(Data to process Opens)

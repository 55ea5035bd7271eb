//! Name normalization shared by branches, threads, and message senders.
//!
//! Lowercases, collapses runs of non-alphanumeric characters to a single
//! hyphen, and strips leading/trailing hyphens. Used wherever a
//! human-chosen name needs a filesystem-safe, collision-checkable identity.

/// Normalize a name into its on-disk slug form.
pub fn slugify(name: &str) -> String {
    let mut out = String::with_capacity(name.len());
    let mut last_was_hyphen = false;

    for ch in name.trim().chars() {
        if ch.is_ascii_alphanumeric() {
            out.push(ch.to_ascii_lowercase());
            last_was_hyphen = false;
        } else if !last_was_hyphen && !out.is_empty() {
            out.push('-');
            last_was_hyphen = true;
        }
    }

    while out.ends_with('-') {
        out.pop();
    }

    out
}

(Data to process Closes)

_Work instructions_: Each entry above has to be duplicated exactly as it stands.

_Result for this exercise_:
repository 55ea5035bd7271eb
//! Name normalization shared by branches, threads, and message senders.
//!
//! Lowercases, collapses runs of non-alphanumeric characters to a single
//! hyphen, and strips leading/trailing hyphens. Used wherever a
//! human-chosen name needs a filesystem-safe, collision-checkable identity.

/// Normalize a name into its on-disk slug form.
pub fn slugify(name: &str) -> String {
    let mut out = String::with_capacity(name.len());
    let mut last_was_hyphen = false;

    for ch in name.trim().chars() {
        if ch.is_ascii_alphanumeric() {
            out.push(ch.to_ascii_lowercase());
            last_was_hyphen = false;
        } else if !last_was_hyphen && !out.is_empty() {
            out.push('-');
            last_was_hyphen = true;
        }
    }

    while out.ends_with('-') {
        out.pop();
    }

    out
}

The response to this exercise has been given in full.